In one of Siberia’s formerly closed cities, Alexandra Pavlova, an unemployed microbiologist, struggles to save her daughter’s life. When she turns to Vladimir, her oldest friend, for help, she’s drawn into Russia’s underworld. His business dealings with the Iranians come to the attention of Sergei Borisov, an FSB (formerly the KGB) agent. Alexandra finds herself joining forces with Sergei to stop the export of a deadly virus in a race to save both her daughter and the world.
Steve Berry, NYT Bestselling author, describes Saving Hope as “a tantalizing premise that toys with the most basic of emotions—a parent’s drive to save their child.”

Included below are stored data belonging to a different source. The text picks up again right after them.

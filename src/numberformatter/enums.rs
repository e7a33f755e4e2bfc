// Copyright (C) 2025 Kashin Vladislav (Rust adaptation author)
//
// Licensed under the Apache License, Version 2.0 (the "License");
// you may not use this file except in compliance with the License.
// You may obtain a copy of the License at
//
// http://www.apache.org/licenses/LICENSE-2.0
//
// Unless required by applicable law or agreed to in writing, software
// distributed under the License is distributed on an "AS IS" BASIS,
// WITHOUT WARRANTIES OR CONDITIONS OF ANY KIND, either express or implied.
// See the License for the specific language governing permissions and
// limitations under the License.

use strum::EnumIter;

/// Display conventions a phone number can be rendered in.
///
/// For a French mobile number the styles look like:
/// - **E164**: `+33612345678`
/// - **INTERNATIONAL**: `+33 6 12 34 56 78`
/// - **NATIONAL**: `06 12 34 56 78`
/// - **RFC3966**: `tel:+33-6-12-34-56-78`
#[derive(Debug, EnumIter, Clone, Copy, PartialEq, Eq, Hash)]
pub enum PhoneNumberFormat {
    /// **E.164 format.**
    /// Canonical machine form: a `+`, the country code and the national
    /// number, without separators or extension.
    E164,
    /// **International format.**
    /// The country code followed by the national number laid out with the
    /// territory's international template.
    International,
    /// **National format.**
    /// The form used for dialing within the country, including the national
    /// prefix where the territory's rule asks for it.
    National,
    /// **RFC3966 format.**
    /// A `tel:` URI with hyphens as the only separators and `;ext=` for
    /// extensions.
    RFC3966,
}
// Copyright (C) 2025 Kashin Vladislav (Rust adaptation author)
//
// Licensed under the Apache License, Version 2.0 (the "License");
// you may not use this file except in compliance with the License.
// You may obtain a copy of the License at
//
// http://www.apache.org/licenses/LICENSE-2.0
//
// Unless required by applicable law or agreed to in writing, software
// distributed under the License is distributed on an "AS IS" BASIS,
// WITHOUT WARRANTIES OR CONDITIONS OF ANY KIND, either express or implied.
// See the License for the specific language governing permissions and
// limitations under the License.

use std::{borrow::Cow, sync::Arc};

use log::error;
use regex::Regex;

use crate::{
    regex_util::{RegexConsume, RegexFullMatch, RegexSubstitute},
    regexp_cache::{InvalidRegexError, RegexCache},
};

pub type Result<T> = std::result::Result<T, InvalidRegexError>;

/// Matching and substitution primitives over a shared cache of compiled
/// patterns.
///
/// All patterns are compiled case-insensitively. Byte offsets are returned
/// for positions.
pub struct PatternEngine {
    cache: RegexCache,
}

impl PatternEngine {
    pub fn new() -> Self {
        Self { cache: RegexCache::with_capacity(128) }
    }

    pub fn with_capacity(capacity: usize) -> Self {
        Self { cache: RegexCache::with_capacity(capacity) }
    }

    /// Returns the compiled matcher for `pattern`, reusing the cached one if
    /// this text was compiled before.
    pub fn compile(&self, pattern: &str) -> Result<Arc<Regex>> {
        self.cache.get_regex(pattern)
    }

    /// Number of distinct patterns compiled so far.
    pub fn cached_patterns(&self) -> usize {
        self.cache.len()
    }

    /// True iff some match of `pattern` spans the whole of `text`.
    /// An absent pattern never matches.
    pub fn matches_entirely(&self, pattern: Option<&str>, text: &str) -> Result<bool> {
        let Some(pattern) = pattern else {
            return Ok(false)
        };
        Ok(self.compile(pattern)?.full_match(text))
    }

    /// True if `pattern` matches anywhere in `text`. An absent pattern never
    /// matches.
    pub fn matches_exist(&self, pattern: Option<&str>, text: &str) -> Result<bool> {
        let Some(pattern) = pattern else {
            return Ok(false)
        };
        Ok(self.compile(pattern)?.is_match(text))
    }

    pub fn position_of_first_match(&self, pattern: &str, text: &str) -> Result<Option<usize>> {
        Ok(self.compile(pattern)?.find(text).map(|found| found.start()))
    }

    pub fn matches_at_start(&self, pattern: &str, text: &str) -> Result<bool> {
        Ok(self.compile(pattern)?.matches_start(text))
    }

    /// Substitutes `template` for matches of `pattern` in `text`.
    ///
    /// Zero matches leave `text` untouched, a single match rewrites only the
    /// matched span and two or more rewrite every match.
    pub fn substitute_all<'a>(
        &self,
        pattern: &str,
        text: &'a str,
        template: &str,
    ) -> Result<Cow<'a, str>> {
        Ok(self.compile(pattern)?.substitute_by_match_count(text, template))
    }

    /// Substitutes `template` for the first match only.
    ///
    /// An invalid pattern yields an empty string instead of an error.
    pub fn substitute_first<'a>(&self, pattern: &str, text: &'a str, template: &str) -> Cow<'a, str> {
        match self.compile(pattern) {
            Ok(regex) => regex.substitute_first_match(text, template),
            Err(err) => {
                error!("Invalid regex! {}: {}", pattern, err);
                Cow::Borrowed("")
            }
        }
    }

    pub fn remove_all<'a>(&self, pattern: &str, text: &'a str) -> Result<Cow<'a, str>> {
        self.substitute_all(pattern, text, "")
    }
}

impl Default for PatternEngine {
    fn default() -> Self {
        Self::new()
    }
}
pub const PLUS_SIGN: &'static str = "+";
pub const RFC3966_EXTN_PREFIX: &'static str = ";ext=";
pub const RFC3966_PREFIX: &'static str = "tel:";

// Default extension prefix to use when formatting. This will be put in front of
// any extension component of the number, after the main national number is
// formatted. Territories may override it with their preferred prefix.
pub const DEFAULT_EXTN_PREFIX: &'static str = " ext. ";

// Placeholders used in national prefix formatting rules.
pub const NATIONAL_PREFIX_PLACEHOLDER: &'static str = "\\$NP";
pub const FIRST_GROUP_PLACEHOLDER: &'static str = "\\$FG";

// The literal group reference a $FG placeholder expands to. The doubled dollar
// escapes it so that the substitution emits "$1" instead of group 1.
pub const FIRST_GROUP_TEMPLATE: &'static str = "$$1";

// Matches the first group reference in a template. This is \d rather than 1
// since some territories do not use group 1 first in their national pattern.
pub const FIRST_GROUP_PATTERN: &'static str = "(\\$\\d)";

// Runs of punctuation that separate digit groups in a formatted number. These
// all become "-" in RFC3966 output.
pub const SEPARATOR_PATTERN: &'static str = "[-x\
\u{2010}-\u{2015}\u{2212}\u{30FC}\u{FF0D}-\u{FF0F} \u{00A0}\
\u{00AD}\u{200B}\u{2060}\u{3000}()\u{FF08}\u{FF09}\u{FF3B}\
\u{FF3D}.\\[\\]/~\u{2053}\u{223C}]+";
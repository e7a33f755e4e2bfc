mod test_metadata;
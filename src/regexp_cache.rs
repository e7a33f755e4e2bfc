// Copyright (C) 2025 Kashin Vladislav (Rust adaptation author)
//
// Licensed under the Apache License, Version 2.0 (the "License");
// you may not use this file except in compliance with the License.
// You may obtain a copy of the License at
//
// http://www.apache.org/licenses/LICENSE-2.0
//
// Unless required by applicable law or agreed to in writing, software
// distributed under the License is distributed on an "AS IS" BASIS,
// WITHOUT WARRANTIES OR CONDITIONS OF ANY KIND, either express or implied.
// See the License for the specific language governing permissions and
// limitations under the License.

use std::sync::Arc;

use dashmap::DashMap;
use log::trace;
use regex::{Regex, RegexBuilder};
use thiserror::Error;

/// The pattern text is not a valid regular expression.
#[derive(Debug, PartialEq, Error)]
#[error("An error occurred while trying to create regex: {0}")]
pub struct InvalidRegexError(#[from] regex::Error);

/// Cache of case-insensitive compiled patterns keyed by their source text.
///
/// Entries are never evicted. Patterns come from territory metadata, which is
/// a closed set, so the map stops growing once every rule has been seen.
pub struct RegexCache {
    cache: DashMap<String, Arc<Regex>>,
}

impl RegexCache {
    pub fn new() -> Self {
        Self {
            cache: DashMap::new(),
        }
    }

    pub fn with_capacity(capacity: usize) -> Self {
        Self {
            cache: DashMap::with_capacity(capacity),
        }
    }

    /// Returns the cached matcher for `pattern`, compiling it on first use.
    ///
    /// Compilation runs outside of any shard lock. If two threads race on the
    /// same new pattern, the first insert wins and the other compiled copy is
    /// dropped, so every caller ends up holding the same `Arc`.
    pub fn get_regex(&self, pattern: &str) -> Result<Arc<Regex>, InvalidRegexError> {
        if let Some(regex) = self.cache.get(pattern) {
            trace!("Pattern '{}' found in cache", pattern);
            return Ok(regex.value().clone());
        }
        trace!("Compiling pattern '{}'", pattern);
        let compiled = Arc::new(
            RegexBuilder::new(pattern)
                .case_insensitive(true)
                .build()?,
        );
        let entry = self
            .cache
            .entry(pattern.to_string())
            .or_insert(compiled);
        Ok(entry.value().clone())
    }

    pub fn len(&self) -> usize {
        self.cache.len()
    }
}

impl Default for RegexCache {
    fn default() -> Self {
        Self::new()
    }
}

The light was out on her apartment’s landing, but tenants were always stealing the bulbs—a trick left over from Soviet times. Her hand was in her purse, searching for her keys, when a man materialized beside her. She’d heard nothing, merely became aware of his presence beside her. She flinched, dropped her keys, and bolted toward the stairs. The man picked up her keys and grabbed her arm in one fluid movement.
“Don’t run off, Alexandra Alexandrieva. You won’t get very far without these,” he said in a low voice.
He straightened himself and dangled the ring from one finger in front of her face. He gave her a slight smile, as if amused by her attempt to get away from him. “Besides, I’m not going to hurt you.”
“I thought you were someone else,” she said, glancing down at the hand still on her arm.
He let go.
“Your acquaintance Kamovski, perhaps? Or maybe Ahmed, Vladimir’s friend?”
She squinted at him, trying to make out his features in the hallway’s half-light. “Who are you?”
“So rude of me. Borisov, Sergei Andreivich, at your service,” he said, giving a short bow. “I work for the FSB.”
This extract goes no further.